Free Novel Read

Kill Devil Falls Page 2


  “I’m real sorry about that, hon,” the waitress said when he was gone. “Food’s on the house.”

  “Oh, don’t worry about it. I can handle myself.”

  “Well, I guess you can.”

  The waitress refilled Helen’s coffee mug. The remaining trucker whistled and went back to his sports page.

  After finishing her meal, Helen checked her phone and located Choder’s directions in her email inbox. It looked like a circuitous but straightforward route: Highway 80 to Route 89 to Route 49, and finally onto a smaller, unnamed access road. She punched “Kill Devil Falls” into Google. It showed her Kill Devil Hills in North Carolina, but no California town by that name. Not a good sign. She located Route 49 and traced it on the display until it linked to the access road. After that, the access road quickly dead-ended into a splotch of green empty space. What the hell? Even Google didn’t think the place was worth the effort of mapping.

  The estimated drive time from her present location to the access road was one hour and ten minutes. It was unlikely she’d reach Kill Devil Falls, collect Crawford, and get back down to the valley before nightfall. She was anxious at the prospect of navigating steep, treacherous, and unfamiliar mountain roads in the dark.

  Helen paid her bill over the protests of the waitress, used the restroom, and stepped out into the chilly parking lot. She glanced at her cell phone. Already past three. And dusk fell early this time of year.

  Her Dodge and a brown Honda occupied neighboring spots in the parking lot. As she was reaching for the Charger’s door handle, a blur of movement flashed kitty-corner though the rear window.

  She walked around to the back of the car. A man squatted between the Charger and the Honda. She recognized him from the diner.
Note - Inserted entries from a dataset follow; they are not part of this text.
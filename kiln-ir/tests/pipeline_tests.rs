//! End-to-end tests: build modules through the public API, run the pass
//! pipeline, inspect the result

use kiln_ir::ir::{BaseKind, BlockId, Edge, EdgeKind, InstId, Module, Type, Value};
use kiln_ir::passes::{reachable_blocks, remove_unreachable_blocks, UnreachableBlockElimination};
use kiln_ir::{samples, verify_module, PassManager, PassStats};
use pretty_assertions::assert_eq;

fn labels(module: &Module, name: &str) -> Vec<String> {
    module
        .get_function(name)
        .unwrap()
        .blocks()
        .map(|block| block.label().to_string())
        .collect()
}

#[test]
fn test_add_end_to_end() {
    let mut module = samples::add_module();
    let func = module.get_function("add").unwrap();

    assert_eq!(func.num_blocks(), 1);
    let entry = func.entry_block().unwrap();
    let block = func.block(entry);
    assert_eq!(block.num_insts(), 2);
    assert!(block.out_edges().is_empty());
    assert_eq!(func.inst(block.insts()[0]).ty(), &Type::int32());
    assert_eq!(reachable_blocks(func), vec![true]);

    let report = PassManager::with_default_pipeline(None).run(&mut module).unwrap();
    assert_eq!(report.total.blocks_removed, 0);
    assert_eq!(labels(&module, "add"), vec!["entry"]);
    assert!(!module.diagnostics().has_errors());
}

#[test]
fn test_orphan_block_removed_once() {
    let mut module = samples::diamond_with_orphan_module();
    assert_eq!(labels(&module, "diamond"), vec!["entry", "pos", "neg", "orphan"]);

    let mut manager = PassManager::new();
    manager.register(UnreachableBlockElimination);

    let first = manager.run(&mut module).unwrap();
    assert_eq!(first.total.blocks_removed, 1);
    assert_eq!(first.total.edges_removed, 0);
    assert_eq!(labels(&module, "diamond"), vec!["entry", "pos", "neg"]);

    let second = manager.run(&mut module).unwrap();
    assert_eq!(second.total.blocks_removed, 0);
    assert_eq!(labels(&module, "diamond"), vec!["entry", "pos", "neg"]);
    verify_module(&module).unwrap();
}

type BlockSnapshot = (BlockId, Vec<InstId>, Vec<Edge>);

fn snapshot(module: &Module) -> Vec<Vec<BlockSnapshot>> {
    module
        .functions()
        .iter()
        .map(|f| {
            f.blocks()
                .map(|b| (b.id(), b.insts().to_vec(), b.out_edges().to_vec()))
                .collect()
        })
        .collect()
}

#[test]
fn test_fully_reachable_function_unchanged() {
    let mut module = samples::fib_module();
    let before = snapshot(&module);
    let text_before = module.display().to_string();

    for func in module.functions_mut() {
        assert_eq!(remove_unreachable_blocks(func), PassStats::default());
    }

    assert_eq!(snapshot(&module), before);
    assert_eq!(module.display().to_string(), text_before);
}

#[test]
fn test_orphan_removal_keeps_reachable_contents() {
    let mut module = samples::diamond_with_orphan_module();
    let mut before = snapshot(&module);
    before[0].pop();

    PassManager::with_default_pipeline(None).run(&mut module).unwrap();
    assert_eq!(snapshot(&module), before);
}

#[test]
fn test_two_jumps_with_orphan() {
    let mut module = Module::new("jumps");
    let ty = module.types().proto(Type::Void, Vec::new());
    let f = module.add_func(ty, "f").as_func().unwrap();
    let func = module.function_mut(f);
    let entry = func.append_block("entry");
    let a = func.append_block("A");
    let b = func.append_block("B");
    let c = func.append_block("C");

    let mut builder = module.builder(f, entry);
    builder.build_jump(a);
    builder.build_jump(b);
    builder.set_block(a);
    builder.build_return_void();
    builder.set_block(b);
    builder.build_return_void();
    builder.set_block(c);
    builder.build_return_void();

    let func = module.function(f);
    assert_eq!(func.block(entry).num_insts(), 2);
    assert_eq!(
        func.block(entry).out_edges(),
        &[
            Edge { src: entry, dst: a, kind: EdgeKind::Jump },
            Edge { src: entry, dst: b, kind: EdgeKind::Jump },
        ]
    );
    assert_eq!(module.diagnostics().warning_count(), 1);
    assert!(!module.diagnostics().has_errors());

    let report = PassManager::with_default_pipeline(None).run(&mut module).unwrap();
    assert_eq!(report.total.blocks_removed, 1);
    assert_eq!(labels(&module, "f"), vec!["entry", "A", "B"]);
    assert!(module.function(f).try_block(c).is_none());
    let err = verify_module(&module).unwrap_err();
    assert!(err.to_string().contains("terminator in the middle of bb0"));
}

#[test]
fn test_fib_edges() {
    let module = samples::fib_module();
    let fib = module.get_function("fib").unwrap();
    let ids = fib.block_ids();
    let entry = fib.block(ids[0]);

    let edges: Vec<(BlockId, EdgeKind)> =
        entry.out_edges().iter().map(|e| (e.dst, e.kind)).collect();
    assert_eq!(edges, vec![(ids[1], EdgeKind::Then), (ids[2], EdgeKind::Else)]);
    assert_eq!(fib.block(ids[1]).predecessors(), &[ids[0]]);
    assert_eq!(fib.block(ids[2]).predecessors(), &[ids[0]]);
}

#[test]
fn test_fib_display() {
    let module = samples::fib_module();
    assert_eq!(
        module.display().to_string(),
        r#"__name__ = "fib"

func @fib(%n: i32) -> i32 {
%entry:
  %small = cmplt %n, 2
  br %small, %base, %recurse
%base:
  ret %n
%recurse:
  %0 = sub %n, 1
  %1 = call @fib(%0)
  %2 = sub %n, 2
  %3 = call @fib(%2)
  %4 = add %1, %3
  ret %4
}

func @main() -> i32 {
%entry:
  %result = call @fib(10)
  ret %result
}
"#
    );
}

#[test]
fn test_init_code_in_module() {
    let mut module = Module::new("globals");
    let counter = module.add_var(module.types().base(BaseKind::Int64).clone(), "counter");
    let init = module.init_func();
    let entry = module.function_mut(init).append_block("entry");

    let mut builder = module.builder(init, entry);
    builder.build_copy(counter, Value::const_int64(0));
    builder.build_return_void();

    assert!(module.diagnostics().check().is_ok());
    assert!(module
        .display()
        .to_string()
        .contains("func @__init__() {\n%entry:\n  copy @counter, 0\n  ret\n}\n"));
}

#[test]
fn test_separately_built_protos_are_compatible() {
    let mut module = Module::new("m");
    let registry = module.types();
    let callee_ty = registry.parse("Pi32:i32").unwrap();
    let caller_ty = registry.proto(Type::int32(), vec![Type::int32()]);
    assert!(callee_ty.check(&caller_ty));
    assert!(!callee_ty.same_instance(&caller_ty));

    let callee = module.add_func(callee_ty, "callee");
    let caller = module.add_func(caller_ty, "caller").as_func().unwrap();
    let func = module.function_mut(caller);
    let arg = func.param(0);
    let entry = func.append_block("entry");

    let mut builder = module.builder(caller, entry);
    let result = builder.build_call(callee, vec![arg], "");
    builder.build_return(result);

    assert_eq!(module.diagnostics().diagnostics().len(), 0);
}

#[test]
fn test_dot_pass_in_pipeline() {
    let dir = tempfile::tempdir().unwrap();
    let mut module = samples::diamond_with_orphan_module();
    let report = PassManager::with_default_pipeline(Some(dir.path().to_path_buf()))
        .run(&mut module)
        .unwrap();

    assert_eq!(report.passes.len(), 2);
    assert_eq!(report.passes[1].pass, "dot");
    assert_eq!(report.total.files_written, 1);

    let dot = std::fs::read_to_string(dir.path().join("diamond.dot")).unwrap();
    assert!(dot.contains("bb0:t -> bb1:h [label=\"true\"]"));
    assert!(dot.contains("bb0:f -> bb2:h [label=\"false\"]"));
    assert!(!dot.contains("orphan"));
}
Tall, lanky, combat fatigues. She glanced at the insignia on his jacket, saw that he was a sergeant.

  “Hi,” Helen said.

  “Hi,” Lee said.

  She waited. Lee was holding a small tool with a black plastic handle and long sharp metal shaft. His hands were black with oily dirt. He looked down at the tool, back up at her.

  “This looks kinda weird, don’t it?”

  “Kinda. What are you doing?”

  “I got a hole in my tire. I’m plugging it. Till I can get to a garage.”

  “Ah. You need a hand?”

  “No, ma’am. I got it under control.” Lee held up a small brown tube which resembled a Slim Jim. “I just gotta jam this sucker in the hole and I’m good to go.”

  “Okay.”

  Helen took a step forward, leaned down to look at the tire.

  “Ingenious,” she said.

  “What?”

  “The plug thing. Very clever.”

  “Yeah.”

  She wasn’t really interested in his tire. She just wanted to examine her own without being obvious. She gave it a quick once-over as she straightened up and backed away. It seemed fine. But what did she know?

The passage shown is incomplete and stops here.